Ammonia is capable of carrying 17 railway cars, totalling 630 tonnes, on 120 metres of track – double-track standard gauge, in addition to 150 passengers. She has two steam engines each of 300 kW (400 hp), and can achieve a speed of 12 knots (22 km/h).

==History==
Ammonia was the third railway ferry built for Norsk Transport; when she was ordered in 1928 the two older ferries Rjukanfos and Hydro were too small. She was in reality an alternative to extending Hydro by at least twenty meters. Diesel traction was considered, but at the time diesel was not optimal for ships. She was built by A/S Moss Værtft & Dokk at the docks on Lake Tinn and launched on 18 June 1929 and cost NOK 932,000 to build, of which Norsk Transport paid NOK 829,485.

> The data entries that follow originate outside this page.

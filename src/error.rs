#[derive(thiserror::Error, Debug)]
pub enum Error {
    #[error("Decode error {0}")]
    Decode(serde_json::Error),
    #[error("Encode error {0}")]
    Encode(serde_json::Error),
    #[error("Connect error {0}")]
    Connect(tokio_tungstenite::tungstenite::error::Error),
    #[error("Not connected to the bus")]
    NotConnected,
    #[error("Message send error")]
    ChannelSend,
    #[error("Send timed out")]
    Timeout(#[from] tokio::time::error::Elapsed),
    #[error("Websocket error {0}")]
    Websocket(#[from] tokio_tungstenite::tungstenite::Error),
}
//! Navigation component endpoint.
//!
//! Answers the `Navigation.*` requests the core sends to the HMI by delegating to a
//! [`NavigationModel`], and reports turn-by-turn client state back to the core.
use serde_json::{json, Value};
use tokio::sync::mpsc;

use crate::client::{Client, Transport};
use crate::jsonrpc::{
    ErrorObject, ErrorResponse, Message, Notification, Request, RequestId, Response,
};
use crate::model::NavigationModel;
use crate::observer::{Event, RpcObserver};
use crate::result_code::ResultCode;
use crate::Result;

/// Identifier of the Navigation component on the bus.
pub const COMPONENT_ID: i64 = 800;
pub const COMPONENT_NAME: &str = "Navigation";
/// Notification asking the HMI to tear down the video stream.
pub const STOP_STREAM_NOTIFICATION: &str = "Navigation.OnStopStream";

const ALERT: &str = "Navigation.Alert";
const ON_TBT_CLIENT_STATE: &str = "Navigation.OnTBTClientState";

/// Requests the Navigation component answers.
#[derive(Debug, Clone, Copy, PartialEq, Eq)]
pub enum NavigationMethod {
    IsReady,
    ShowConstantTbt,
    UpdateTurnList,
    AlertManeuver,
    StartStream,
    StopStream,
}

impl NavigationMethod {
    pub fn new(method: &str) -> Option<Self> {
        match method {
            "Navigation.IsReady" => Some(Self::IsReady),
            "Navigation.ShowConstantTBT" => Some(Self::ShowConstantTbt),
            "Navigation.UpdateTurnList" => Some(Self::UpdateTurnList),
            "Navigation.AlertManeuver" => Some(Self::AlertManeuver),
            "Navigation.StartStream" => Some(Self::StartStream),
            "Navigation.StopStream" => Some(Self::StopStream),
            _ => None,
        }
    }

    pub fn as_str(self) -> &'static str {
        match self {
            Self::IsReady => "Navigation.IsReady",
            Self::ShowConstantTbt => "Navigation.ShowConstantTBT",
            Self::UpdateTurnList => "Navigation.UpdateTurnList",
            Self::AlertManeuver => "Navigation.AlertManeuver",
            Self::StartStream => "Navigation.StartStream",
            Self::StopStream => "Navigation.StopStream",
        }
    }

    /// Model operation backing this method. `IsReady` is answered from the endpoint itself.
    fn handler<M: NavigationModel>(self) -> Option<fn(&mut M, &Value)> {
        match self {
            Self::IsReady => None,
            Self::ShowConstantTbt => Some(M::tbt_activate),
            Self::UpdateTurnList => Some(M::tbt_turn_list_update),
            Self::AlertManeuver => Some(M::on_navigation_alert_maneuver),
            Self::StartStream => Some(M::start_stream),
            Self::StopStream => Some(M::stop_stream),
        }
    }
}

/// State of the turn-by-turn client reported with `Navigation.OnTBTClientState`.
#[derive(serde::Serialize, Debug, Clone, Copy, PartialEq, Eq)]
#[serde(rename_all = "SCREAMING_SNAKE_CASE")]
pub enum TbtState {
    RouteUpdateRequest,
    RouteAccepted,
    RouteRefused,
    RouteCancelled,
    EtaRequest,
    NextTurnRequest,
    RouteStatusRequest,
    RouteSummaryRequest,
    TripStatusRequest,
    RouteUpdateRequestTimeout,
}

type Validator = Box<dyn Fn(&Request) -> bool + Send>;

pub struct Navigation<M, T = Client> {
    model: M,
    transport: T,
    is_ready: bool,
    // reserved: not read from or checked against requests yet
    app_id: i64,
    validator: Validator,
}

impl<M: NavigationModel, T: Transport> Navigation<M, T> {
    pub fn new(model: M, transport: T) -> Self {
        Self {
            model,
            transport,
            is_ready: false,
            app_id: 1,
            validator: Box::new(|_| true),
        }
    }

    /// Requests failing `validator` are dropped without a reply.
    pub fn with_validator<F>(mut self, validator: F) -> Self
    where
        F: Fn(&Request) -> bool + Send + 'static,
    {
        self.validator = Box::new(validator);
        self
    }

    pub fn is_ready(&self) -> bool {
        self.is_ready
    }

    pub fn set_ready(&mut self, ready: bool) {
        self.is_ready = ready;
    }

    pub fn app_id(&self) -> i64 {
        self.app_id
    }

    pub fn model(&self) -> &M {
        &self.model
    }

    pub fn model_mut(&mut self) -> &mut M {
        &mut self.model
    }

    pub fn transport(&self) -> &T {
        &self.transport
    }

    /// Send an error reply, unless `result_code` is `SUCCESS`, in which case nothing is sent.
    pub fn send_error(&self, result_code: ResultCode, id: RequestId, method: &str, message: &str) {
        tracing::info!(method, ?result_code, "error response");
        if result_code.is_success() {
            return;
        }
        self.send(Message::error(
            id,
            ErrorObject {
                code: result_code.code(),
                message: message.to_string(),
                data: Some(json!({ "method": method })),
            },
        ));
    }

    /// Send a plain result reply. Only `SUCCESS` produces traffic: any other code is dropped
    /// and the peer never learns the request failed.
    pub fn send_navigation_result(&self, result_code: ResultCode, id: RequestId, method: &str) {
        tracing::info!(method, ?result_code, "navigation response");
        if !result_code.is_success() {
            return;
        }
        self.send(Message::result(
            id,
            json!({ "code": result_code, "method": method }),
        ));
    }

    /// Reply to a `Navigation.Alert` request. Same `SUCCESS`-only rule as
    /// [`send_navigation_result`](Self::send_navigation_result).
    pub fn alert_response(&self, result_code: ResultCode, id: RequestId) {
        tracing::info!(?result_code, "alert response");
        if !result_code.is_success() {
            return;
        }
        self.send(Message::result(
            id,
            json!({ "code": result_code, "method": ALERT }),
        ));
    }

    /// Tell the core the turn-by-turn client changed state.
    ///
    /// `app_id` is accepted but not put on the wire.
    pub fn on_tbt_client_state(&self, state: TbtState, app_id: i64) {
        tracing::info!(?state, app_id, "tbt client state");
        self.send(Message::notification(
            ON_TBT_CLIENT_STATE,
            json!({ "state": state }),
        ));
    }

    fn send_is_ready(&self, id: RequestId) {
        tracing::info!(available = self.is_ready, "is ready response");
        self.send(Message::result(
            id,
            json!({
                "available": self.is_ready,
                "code": ResultCode::Success,
                "method": NavigationMethod::IsReady.as_str(),
            }),
        ));
    }

    fn send(&self, message: Message) {
        if let Err(e) = self.transport.send(message) {
            tracing::warn!("dropping outbound message: {e}");
        }
    }
}

impl<M: NavigationModel> Navigation<M, Client> {
    /// Join the bus as [`COMPONENT_ID`]. Feed the returned events to [`run`](Self::run) or
    /// [`dispatch`](RpcObserver::dispatch).
    pub async fn connect(&mut self) -> Result<mpsc::UnboundedReceiver<Event>> {
        self.transport.connect(COMPONENT_ID).await
    }

    pub fn disconnect(&mut self) {
        self.transport.disconnect();
    }

    /// Ask the broker to deliver the `property` notification, e.g. [`STOP_STREAM_NOTIFICATION`].
    /// Call it once [`Event::Registered`] has been seen.
    pub fn subscribe_to(&self, property: &str) -> Result<()> {
        self.transport.subscribe_to(property)
    }

    /// Handle events one at a time until the connection is gone.
    pub async fn run(&mut self, mut events: mpsc::UnboundedReceiver<Event>) {
        while let Some(event) = events.recv().await {
            let disconnected = event == Event::Disconnected;
            self.dispatch(event);
            if disconnected {
                break;
            }
        }
    }
}

impl<M: NavigationModel, T: Transport> RpcObserver for Navigation<M, T> {
    fn on_registered(&mut self) {
        tracing::info!("navigation registered");
    }

    fn on_unregistered(&mut self) {
        tracing::info!("navigation unregistered");
    }

    // `is_ready` is owned by whoever calls `set_ready`; losing the socket leaves it alone.
    fn on_disconnected(&mut self) {
        tracing::info!("navigation disconnected");
    }

    fn on_result(&mut self, response: &Response) {
        tracing::info!(id = ?response.id, "rpc result");
    }

    fn on_error(&mut self, error: &ErrorResponse) {
        tracing::info!(id = ?error.id, code = error.error.code, "rpc error");
    }

    fn on_notification(&mut self, notification: &Notification) {
        tracing::info!(method = %notification.method, "rpc notification");
        if notification.method == STOP_STREAM_NOTIFICATION {
            self.model.on_stop_stream(&notification.params);
        }
    }

    fn on_request(&mut self, request: &Request) {
        tracing::info!(method = %request.method, "rpc request");
        if !(self.validator)(request) {
            return;
        }
        let Some(method) = NavigationMethod::new(&request.method) else {
            tracing::debug!(method = %request.method, "ignoring unsupported request");
            return;
        };

        match method.handler::<M>() {
            None => self.send_is_ready(request.id.clone()),
            Some(handler) => {
                handler(&mut self.model, &request.params);
                // The model cannot report failure, so the reply is always SUCCESS.
                self.send_navigation_result(
                    ResultCode::Success,
                    request.id.clone(),
                    method.as_str(),
                );
            }
        }
    }
}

She quickly became the main ferry; in 1939 she was in service 340 days, while Hydro operated 32 days and Rjukanfos 18. After the sinking of Hydro in 1944, Ammonia had to do the main hauling across the lake, and by September 1944 she was performing eight round trips each day. In 1951 the coal boilers were replaced with petroleum-fueled ones.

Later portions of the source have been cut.